Sobre os vídeos e as denúncias de agressão, invasão da PM sem mandado e ter levado o celular de Deilton, a magistrada determinou exame de corpo de delito no rapaz e a apuração do caso. Ela entendeu que inicialmente o uso da força dos policiais “se limitou ao necessário para contenção do
flagranciado”.
O que diz a polícia
A Ponte solicitou um posicionamento para as assessorias da Polícia Militar e da secretaria de Segurança Pública a respeito das denúncias dos moradores e da prisão de Deilton.
A pasta não respondeu aos questionamentos da reportagem e encaminhou a seguinte nota:
“Um homem, de 24 anos, foi preso em flagrante por tráfico de drogas, na tarde de quinta-feira (20). Durante a prisão, moradores da região investiram contra os agentes e foi necessário o uso de técnicas de controle de distúrbios civis. O homem resistiu à prisão e mordeu um dos policiais, que foi levado ao P.S da Santa Casa para atendimento médico. O indiciado foi encaminhado ao 2º DP, onde foi autuado e permaneceu à disposição da Justiça.”
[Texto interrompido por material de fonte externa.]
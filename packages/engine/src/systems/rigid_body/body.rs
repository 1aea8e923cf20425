use super::vec2::Vec2;

/// Collision and drawing shape, centered on the body position
#[derive(Clone, Copy, Debug, PartialEq)]
pub enum BodyShape {
    Circle { radius: f32 },
    Rect { width: f32, height: f32 },
}

impl BodyShape {
    /// (half_width, half_height) of the unrotated shape
    pub fn half_extents(&self) -> (f32, f32) {
        match *self {
            BodyShape::Circle { radius } => (radius, radius),
            BodyShape::Rect { width, height } => (width / 2.0, height / 2.0),
        }
    }

    /// Point test in body-local coordinates (center at 0,0, no rotation).
    pub fn contains_local(&self, p: Vec2) -> bool {
        match *self {
            BodyShape::Circle { radius } => p.length() <= radius,
            BodyShape::Rect { width, height } => {
                p.x.abs() <= width / 2.0 && p.y.abs() <= height / 2.0
            }
        }
    }
}

/// How the engine integrates a body.
#[derive(Clone, Copy, Debug, PartialEq, Eq)]
pub enum BodyKind {
    /// Never moves.
    Fixed,
    /// Moved only by the scene (position-driven), pushes dynamic bodies.
    Kinematic,
    /// Gravity, contacts and pointer drag.
    Dynamic,
}

/// Everything needed to create one rigid body.
#[derive(Clone, Debug, PartialEq)]
pub struct BodySpec {
    /// Center position
    pub pos: Vec2,
    pub shape: BodyShape,
    pub kind: BodyKind,
    /// Bounciness (0.0 = no bounce, 1.0 = full elastic)
    pub restitution: f32,
    pub friction: f32,
    /// CSS fill color
    pub fill: String,
}

impl BodySpec {
    /// Create a dynamic rectangle centered at (x, y)
    pub fn new_rect(x: f32, y: f32, w: f32, h: f32) -> Self {
        Self::new(x, y, BodyShape::Rect { width: w, height: h })
    }

    /// Create a dynamic circle centered at (x, y)
    pub fn new_circle(x: f32, y: f32, radius: f32) -> Self {
        Self::new(x, y, BodyShape::Circle { radius })
    }

    fn new(x: f32, y: f32, shape: BodyShape) -> Self {
        Self {
            pos: Vec2::new(x, y),
            shape,
            kind: BodyKind::Dynamic,
            restitution: 0.0,
            friction: 0.1,
            fill: "#888888".to_string(),
        }
    }

    pub fn fixed(mut self) -> Self {
        self.kind = BodyKind::Fixed;
        self
    }

    pub fn kinematic(mut self) -> Self {
        self.kind = BodyKind::Kinematic;
        self
    }

    pub fn with_fill(mut self, fill: impl Into<String>) -> Self {
        self.fill = fill.into();
        self
    }

    pub fn with_material(mut self, restitution: f32, friction: f32) -> Self {
        self.set_restitution(restitution);
        self.set_friction(friction);
        self
    }

    /// Set restitution (bounciness)
    pub fn set_restitution(&mut self, r: f32) {
        self.restitution = r.clamp(0.0, 1.0);
    }

    pub fn set_friction(&mut self, f: f32) {
        self.friction = f.max(0.0);
    }
}
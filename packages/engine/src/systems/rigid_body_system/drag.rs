use crate::rigid_body::Vec2;

use super::system::{BodyId, PhysicsWorld};

struct Grab {
    body: BodyId,
    /// Grab point relative to the body center at press time
    offset: Vec2,
}

/// Spring that pulls a grabbed dynamic body toward the pointer.
///
/// Each step the held body gets the velocity that closes `stiffness` of the
/// remaining gap in one step. Static bodies are never grabbed.
pub struct DragConstraint {
    stiffness: f32,
    pointer: Vec2,
    held: Option<Grab>,
}

impl DragConstraint {
    pub fn new(stiffness: f32) -> Self {
        Self {
            stiffness: stiffness.clamp(0.0, 1.0),
            pointer: Vec2::zero(),
            held: None,
        }
    }

    /// Pointer went down at `at`; grab whatever dynamic body is under it.
    pub fn press(&mut self, world: &PhysicsWorld, at: Vec2) -> Option<BodyId> {
        self.pointer = at;
        let body = world.dynamic_body_at(at)?;
        let center = world.position(body)?;
        self.held = Some(Grab {
            body,
            offset: at - center,
        });
        log::debug!("drag: grabbed {body:?}");
        Some(body)
    }

    pub fn move_to(&mut self, at: Vec2) {
        self.pointer = at;
    }

    pub fn release(&mut self) {
        if let Some(grab) = self.held.take() {
            log::debug!("drag: released {:?}", grab.body);
        }
    }

    pub fn held(&self) -> Option<BodyId> {
        self.held.as_ref().map(|g| g.body)
    }

    /// Apply the spring to the held body. Call once before every engine step.
    pub fn apply(&mut self, world: &mut PhysicsWorld) {
        let Some(grab) = self.held.as_ref() else {
            return;
        };
        let Some(center) = world.position(grab.body) else {
            // body left the world while held
            self.held = None;
            return;
        };
        let gap = self.pointer - (center + grab.offset);
        let velocity = gap * (self.stiffness / world.dt());
        world.set_velocity(grab.body, velocity);
    }
}
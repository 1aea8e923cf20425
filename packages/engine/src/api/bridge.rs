//! Page wiring: buttons, inputs, pointer, window resize and the frame loop.
//!
//! Every listener lives as long as the page, so closures are leaked with
//! `forget` once attached.

use std::cell::RefCell;
use std::rc::Rc;

use wasm_bindgen::prelude::*;
use wasm_bindgen::JsCast;
use web_sys::{EventTarget, HtmlCanvasElement, HtmlElement, HtmlInputElement, MouseEvent};

use crate::core::SceneError;
use crate::domain::input::ShapeKind;
use crate::domain::settings::ElementIds;
use crate::rigid_body::Vec2;
use crate::simulation::Simulation;

use super::dom;
use super::painter::Painter;

/// Current viewport size in CSS pixels
pub fn viewport() -> Result<(f32, f32), SceneError> {
    let window = dom::window()?;
    let read = |v: Result<JsValue, JsValue>| -> Result<f32, SceneError> {
        let v = v.map_err(SceneError::dom)?;
        v.as_f64()
            .map(|n| n as f32)
            .ok_or_else(|| SceneError::Dom(format!("viewport size is not a number: {v:?}")))
    };
    Ok((read(window.inner_width())?, read(window.inner_height())?))
}

/// Attach every listener the page needs.
pub fn wire(sim: &Rc<RefCell<Simulation>>, ids: &ElementIds, painter: Painter) -> Result<(), SceneError> {
    let size: HtmlInputElement = dom::element(&ids.size, "input")?;
    let color: Option<HtmlInputElement> = dom::optional_element(&ids.color_picker, "input")?;
    if color.is_none() {
        log::info!("no #{} on the page, fills come from the palette", ids.color_picker);
    }
    let status = ids.status.clone();

    for (id, shape) in [(&ids.add_circle, ShapeKind::Circle), (&ids.add_rectangle, ShapeKind::Rectangle)] {
        let (sim, size, color, status) = (Rc::clone(sim), size.clone(), color.clone(), status.clone());
        on_click(&dom::html_element(id)?, move || {
            let sim = sim.borrow();
            let spawned = match &color {
                Some(color) => sim.add_body(shape, &size.value(), &color.value()),
                None => sim.add_body_from_palette(shape, &size.value()),
            };
            match spawned {
                Ok(_) => dom::set_text(&status, ""),
                Err(err) => dom::set_text(&status, &err.to_string()),
            }
        });
    }

    let start_sim = Rc::clone(sim);
    on_click(&dom::html_element(&ids.start_button)?, move || {
        let Ok(mut sim) = start_sim.try_borrow_mut() else {
            return;
        };
        if let Err(err) = sim.start() {
            log::error!("start failed: {err}");
        }
    });

    let pause_sim = Rc::clone(sim);
    on_click(&dom::html_element(&ids.pause_button)?, move || {
        if let Ok(mut sim) = pause_sim.try_borrow_mut() {
            sim.pause();
        }
    });

    let canvas: HtmlCanvasElement = dom::element(&ids.canvas, "canvas")?;
    wire_pointer(sim, &canvas)?;

    let painter = Rc::new(painter);
    wire_resize(sim, &painter)?;
    run_frames(sim, painter)
}

fn on_click(el: &HtmlElement, mut f: impl FnMut() + 'static) {
    let cb = Closure::wrap(Box::new(move || f()) as Box<dyn FnMut()>);
    el.set_onclick(Some(cb.as_ref().unchecked_ref()));
    cb.forget();
}

fn listen(
    target: &EventTarget,
    event: &str,
    f: impl FnMut(MouseEvent) + 'static,
) -> Result<(), SceneError> {
    let cb = Closure::wrap(Box::new(f) as Box<dyn FnMut(MouseEvent)>);
    target
        .add_event_listener_with_callback(event, cb.as_ref().unchecked_ref())
        .map_err(SceneError::dom)?;
    cb.forget();
    Ok(())
}

fn wire_pointer(sim: &Rc<RefCell<Simulation>>, canvas: &HtmlCanvasElement) -> Result<(), SceneError> {
    let at = |e: &MouseEvent| Vec2::new(e.offset_x() as f32, e.offset_y() as f32);

    let scene = sim.borrow().scene();
    listen(canvas, "mousedown", move |e| {
        if let Ok(mut scene) = scene.try_borrow_mut() {
            scene.pointer_down(at(&e));
        }
    })?;

    let scene = sim.borrow().scene();
    listen(canvas, "mousemove", move |e| {
        if let Ok(mut scene) = scene.try_borrow_mut() {
            scene.pointer_move(at(&e));
        }
    })?;

    for event in ["mouseup", "mouseleave"] {
        let scene = sim.borrow().scene();
        listen(canvas, event, move |_| {
            if let Ok(mut scene) = scene.try_borrow_mut() {
                scene.pointer_up();
            }
        })?;
    }
    Ok(())
}

fn wire_resize(sim: &Rc<RefCell<Simulation>>, painter: &Rc<Painter>) -> Result<(), SceneError> {
    let (sim, painter) = (Rc::clone(sim), Rc::clone(painter));
    let cb = Closure::wrap(Box::new(move || match viewport() {
        Ok((w, h)) => {
            painter.fit(w, h);
            sim.borrow().resize(w, h);
        }
        Err(err) => log::warn!("resize ignored: {err}"),
    }) as Box<dyn FnMut()>);
    dom::window()?
        .add_event_listener_with_callback("resize", cb.as_ref().unchecked_ref())
        .map_err(SceneError::dom)?;
    cb.forget();
    Ok(())
}

/// Advance the engine by the real time since the last frame and repaint,
/// once per animation frame, forever.
fn run_frames(sim: &Rc<RefCell<Simulation>>, painter: Rc<Painter>) -> Result<(), SceneError> {
    let scene = sim.borrow().scene();
    let f: Rc<RefCell<Option<Closure<dyn FnMut()>>>> = Rc::new(RefCell::new(None));
    let g = Rc::clone(&f);
    let mut last_ms = js_sys::Date::now();

    *g.borrow_mut() = Some(Closure::wrap(Box::new(move || {
        let now_ms = js_sys::Date::now();
        let elapsed_ms = now_ms - last_ms;
        last_ms = now_ms;

        if let Ok(mut scene) = scene.try_borrow_mut() {
            scene.advance(elapsed_ms);
            painter.paint(&scene.render_frame());
        }

        if let Some(next) = f.borrow().as_ref() {
            if let Err(err) = dom::request_animation_frame(next) {
                log::error!("frame loop stopped: {err}");
            }
        }
    }) as Box<dyn FnMut()>));

    if let Some(first) = g.borrow().as_ref() {
        dom::request_animation_frame(first)?;
    }
    Ok(())
}
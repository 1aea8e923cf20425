//! Browser surface: page lookup, canvas painting, event wiring and the
//! `#[wasm_bindgen]` exports.

pub mod bridge;
pub mod dom;
pub mod painter;
pub mod wasm;
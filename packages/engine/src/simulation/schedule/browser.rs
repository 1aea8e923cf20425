use wasm_bindgen::prelude::*;
use wasm_bindgen::JsCast;
use web_sys::Window;

use crate::core::SceneError;

use super::{Scheduler, TaskHandle};

/// `setInterval` / `clearInterval` on the page window
#[derive(Clone)]
pub struct BrowserScheduler {
    window: Window,
}

impl BrowserScheduler {
    pub fn new() -> Result<Self, SceneError> {
        let window = web_sys::window().ok_or_else(|| SceneError::MissingElement("window".to_string()))?;
        Ok(Self { window })
    }
}

/// Whole-millisecond `setInterval` delay for `period_ms`.
///
/// Truncates like the browser does with a fractional delay, so a 60 Hz period
/// becomes 16 ms rather than 17.
fn interval_delay_ms(period_ms: f64) -> i32 {
    period_ms.trunc().clamp(1.0, i32::MAX as f64) as i32
}

impl Scheduler for BrowserScheduler {
    fn now_ms(&self) -> f64 {
        js_sys::Date::now()
    }

    fn every(&self, period_ms: f64, task: Box<dyn FnMut()>) -> Result<TaskHandle, SceneError> {
        let callback = Closure::wrap(task);
        let id = self
            .window
            .set_interval_with_callback_and_timeout_and_arguments_0(
                callback.as_ref().unchecked_ref(),
                interval_delay_ms(period_ms),
            )
            .map_err(SceneError::schedule)?;

        let window = self.window.clone();
        Ok(TaskHandle::new(move || {
            window.clear_interval_with_handle(id);
            // the JS side no longer references the closure
            drop(callback);
        }))
    }
}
*Atualização: às 15h14, de 21/05/2021, para incluir posicionamento do ouvidor.
**Atualização: às 19h39, de 21/05/2021, após recebimento da decisão da audiência de custódia.
Correções
*Reportagem atualizada às 15h14, de 21/05/2021, para incluir posicionamento do ouvidor. **Atualização: às 19h39, de 21/05/2021, após recebimento da decisão da audiência de custódia.